• [Task goal]: Once you have read the records, output them exactly.

• [Source records]:
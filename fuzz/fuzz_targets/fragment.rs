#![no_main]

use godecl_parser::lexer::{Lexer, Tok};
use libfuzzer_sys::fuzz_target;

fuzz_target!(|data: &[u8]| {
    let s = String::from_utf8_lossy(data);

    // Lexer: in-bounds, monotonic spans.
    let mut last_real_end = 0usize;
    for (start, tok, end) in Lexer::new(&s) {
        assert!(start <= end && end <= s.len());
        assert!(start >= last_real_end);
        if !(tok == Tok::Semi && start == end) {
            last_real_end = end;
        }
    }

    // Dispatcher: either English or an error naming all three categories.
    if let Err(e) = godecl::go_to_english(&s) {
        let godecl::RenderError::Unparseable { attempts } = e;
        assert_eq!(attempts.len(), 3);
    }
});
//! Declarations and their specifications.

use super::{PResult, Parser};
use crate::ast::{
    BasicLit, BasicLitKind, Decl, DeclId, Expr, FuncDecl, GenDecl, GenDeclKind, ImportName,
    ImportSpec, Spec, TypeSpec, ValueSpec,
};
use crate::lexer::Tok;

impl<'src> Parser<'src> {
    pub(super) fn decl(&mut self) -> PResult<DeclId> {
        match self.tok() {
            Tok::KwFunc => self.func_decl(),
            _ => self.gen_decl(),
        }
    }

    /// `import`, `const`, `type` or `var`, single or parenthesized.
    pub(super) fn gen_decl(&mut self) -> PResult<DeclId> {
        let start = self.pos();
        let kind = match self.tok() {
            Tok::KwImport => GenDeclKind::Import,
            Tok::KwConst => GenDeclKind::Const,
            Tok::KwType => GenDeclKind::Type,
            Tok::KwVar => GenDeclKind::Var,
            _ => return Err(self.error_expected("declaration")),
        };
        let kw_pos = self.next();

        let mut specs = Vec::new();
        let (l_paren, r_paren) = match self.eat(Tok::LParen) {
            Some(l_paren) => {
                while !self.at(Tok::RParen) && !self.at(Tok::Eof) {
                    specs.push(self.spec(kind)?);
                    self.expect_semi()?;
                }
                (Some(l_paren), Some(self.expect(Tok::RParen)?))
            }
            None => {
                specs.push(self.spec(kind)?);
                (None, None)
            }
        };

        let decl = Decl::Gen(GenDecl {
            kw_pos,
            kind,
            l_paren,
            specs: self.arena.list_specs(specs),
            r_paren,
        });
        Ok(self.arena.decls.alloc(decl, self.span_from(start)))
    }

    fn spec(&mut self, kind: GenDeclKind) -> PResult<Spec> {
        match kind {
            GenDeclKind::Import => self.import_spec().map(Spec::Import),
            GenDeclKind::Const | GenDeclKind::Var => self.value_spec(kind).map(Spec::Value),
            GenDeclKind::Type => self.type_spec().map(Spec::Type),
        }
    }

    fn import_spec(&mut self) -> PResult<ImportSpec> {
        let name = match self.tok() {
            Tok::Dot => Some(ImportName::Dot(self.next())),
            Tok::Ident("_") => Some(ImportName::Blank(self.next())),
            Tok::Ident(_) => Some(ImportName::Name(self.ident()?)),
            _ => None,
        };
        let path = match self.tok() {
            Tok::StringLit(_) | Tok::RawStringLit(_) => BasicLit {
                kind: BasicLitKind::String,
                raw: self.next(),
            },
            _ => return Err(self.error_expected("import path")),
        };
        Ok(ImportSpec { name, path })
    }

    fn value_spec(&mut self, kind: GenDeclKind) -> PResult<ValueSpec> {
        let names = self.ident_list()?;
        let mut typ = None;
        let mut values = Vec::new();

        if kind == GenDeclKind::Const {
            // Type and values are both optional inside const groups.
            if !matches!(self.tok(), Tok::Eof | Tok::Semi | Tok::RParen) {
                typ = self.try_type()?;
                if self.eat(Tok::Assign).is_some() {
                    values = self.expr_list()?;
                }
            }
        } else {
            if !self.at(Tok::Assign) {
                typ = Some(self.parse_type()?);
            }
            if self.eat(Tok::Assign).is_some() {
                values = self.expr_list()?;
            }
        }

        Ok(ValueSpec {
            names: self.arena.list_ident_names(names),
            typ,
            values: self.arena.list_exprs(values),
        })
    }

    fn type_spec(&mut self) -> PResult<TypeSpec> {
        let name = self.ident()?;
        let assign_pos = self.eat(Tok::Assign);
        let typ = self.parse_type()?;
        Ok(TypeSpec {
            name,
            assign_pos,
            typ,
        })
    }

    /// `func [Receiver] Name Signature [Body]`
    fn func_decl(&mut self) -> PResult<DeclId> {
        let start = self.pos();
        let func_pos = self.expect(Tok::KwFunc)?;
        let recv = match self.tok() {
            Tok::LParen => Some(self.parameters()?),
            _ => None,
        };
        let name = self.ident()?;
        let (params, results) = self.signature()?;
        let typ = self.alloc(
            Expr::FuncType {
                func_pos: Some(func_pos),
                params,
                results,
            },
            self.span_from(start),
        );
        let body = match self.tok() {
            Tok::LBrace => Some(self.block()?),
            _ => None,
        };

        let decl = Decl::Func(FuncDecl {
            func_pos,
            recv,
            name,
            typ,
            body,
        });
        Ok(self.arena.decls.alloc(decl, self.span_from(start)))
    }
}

• [Response for this exercise]:
filename fuzz/fuzz_targets/fragment.rs
#![no_main]

use godecl_parser::lexer::{Lexer, Tok};
use libfuzzer_sys::fuzz_target;

fuzz_target!(|data: &[u8]| {
    let s = String::from_utf8_lossy(data);

    // Lexer: in-bounds, monotonic spans.
    let mut last_real_end = 0usize;
    for (start, tok, end) in Lexer::new(&s) {
        assert!(start <= end && end <= s.len());
        assert!(start >= last_real_end);
        if !(tok == Tok::Semi && start == end) {
            last_real_end = end;
        }
    }

    // Dispatcher: either English or an error naming all three categories.
    if let Err(e) = godecl::go_to_english(&s) {
        let godecl::RenderError::Unparseable { attempts } = e;
        assert_eq!(attempts.len(), 3);
    }
});
//! Declarations and their specifications.

use super::{PResult, Parser};
use crate::ast::{
    BasicLit, BasicLitKind, Decl, DeclId, Expr, FuncDecl, GenDecl, GenDeclKind, ImportName,
    ImportSpec, Spec, TypeSpec, ValueSpec,
};
use crate::lexer::Tok;

impl<'src> Parser<'src> {
    pub(super) fn decl(&mut self) -> PResult<DeclId> {
        match self.tok() {
            Tok::KwFunc => self.func_decl(),
            _ => self.gen_decl(),
        }
    }

    /// `import`, `const`, `type` or `var`, single or parenthesized.
    pub(super) fn gen_decl(&mut self) -> PResult<DeclId> {
        let start = self.pos();
        let kind = match self.tok() {
            Tok::KwImport => GenDeclKind::Import,
            Tok::KwConst => GenDeclKind::Const,
            Tok::KwType => GenDeclKind::Type,
            Tok::KwVar => GenDeclKind::Var,
            _ => return Err(self.error_expected("declaration")),
        };
        let kw_pos = self.next();

        let mut specs = Vec::new();
        let (l_paren, r_paren) = match self.eat(Tok::LParen) {
            Some(l_paren) => {
                while !self.at(Tok::RParen) && !self.at(Tok::Eof) {
                    specs.push(self.spec(kind)?);
                    self.expect_semi()?;
                }
                (Some(l_paren), Some(self.expect(Tok::RParen)?))
            }
            None => {
                specs.push(self.spec(kind)?);
                (None, None)
            }
        };

        let decl = Decl::Gen(GenDecl {
            kw_pos,
            kind,
            l_paren,
            specs: self.arena.list_specs(specs),
            r_paren,
        });
        Ok(self.arena.decls.alloc(decl, self.span_from(start)))
    }

    fn spec(&mut self, kind: GenDeclKind) -> PResult<Spec> {
        match kind {
            GenDeclKind::Import => self.import_spec().map(Spec::Import),
            GenDeclKind::Const | GenDeclKind::Var => self.value_spec(kind).map(Spec::Value),
            GenDeclKind::Type => self.type_spec().map(Spec::Type),
        }
    }

    fn import_spec(&mut self) -> PResult<ImportSpec> {
        let name = match self.tok() {
            Tok::Dot => Some(ImportName::Dot(self.next())),
            Tok::Ident("_") => Some(ImportName::Blank(self.next())),
            Tok::Ident(_) => Some(ImportName::Name(self.ident()?)),
            _ => None,
        };
        let path = match self.tok() {
            Tok::StringLit(_) | Tok::RawStringLit(_) => BasicLit {
                kind: BasicLitKind::String,
                raw: self.next(),
            },
            _ => return Err(self.error_expected("import path")),
        };
        Ok(ImportSpec { name, path })
    }

    fn value_spec(&mut self, kind: GenDeclKind) -> PResult<ValueSpec> {
        let names = self.ident_list()?;
        let mut typ = None;
        let mut values = Vec::new();

        if kind == GenDeclKind::Const {
            // Type and values are both optional inside const groups.
            if !matches!(self.tok(), Tok::Eof | Tok::Semi | Tok::RParen) {
                typ = self.try_type()?;
                if self.eat(Tok::Assign).is_some() {
                    values = self.expr_list()?;
                }
            }
        } else {
            if !self.at(Tok::Assign) {
                typ = Some(self.parse_type()?);
            }
            if self.eat(Tok::Assign).is_some() {
                values = self.expr_list()?;
            }
        }

        Ok(ValueSpec {
            names: self.arena.list_ident_names(names),
            typ,
            values: self.arena.list_exprs(values),
        })
    }

    fn type_spec(&mut self) -> PResult<TypeSpec> {
        let name = self.ident()?;
        let assign_pos = self.eat(Tok::Assign);
        let typ = self.parse_type()?;
        Ok(TypeSpec {
            name,
            assign_pos,
            typ,
        })
    }

    /// `func [Receiver] Name Signature [Body]`
    fn func_decl(&mut self) -> PResult<DeclId> {
        let start = self.pos();
        let func_pos = self.expect(Tok::KwFunc)?;
        let recv = match self.tok() {
            Tok::LParen => Some(self.parameters()?),
            _ => None,
        };
        let name = self.ident()?;
        let (params, results) = self.signature()?;
        let typ = self.alloc(
            Expr::FuncType {
                func_pos: Some(func_pos),
                params,
                results,
            },
            self.span_from(start),
        );
        let body = match self.tok() {
            Tok::LBrace => Some(self.block()?),
            _ => None,
        };

        let decl = Decl::Func(FuncDecl {
            func_pos,
            recv,
            name,
            typ,
            body,
        });
        Ok(self.arena.decls.alloc(decl, self.span_from(start)))
    }
}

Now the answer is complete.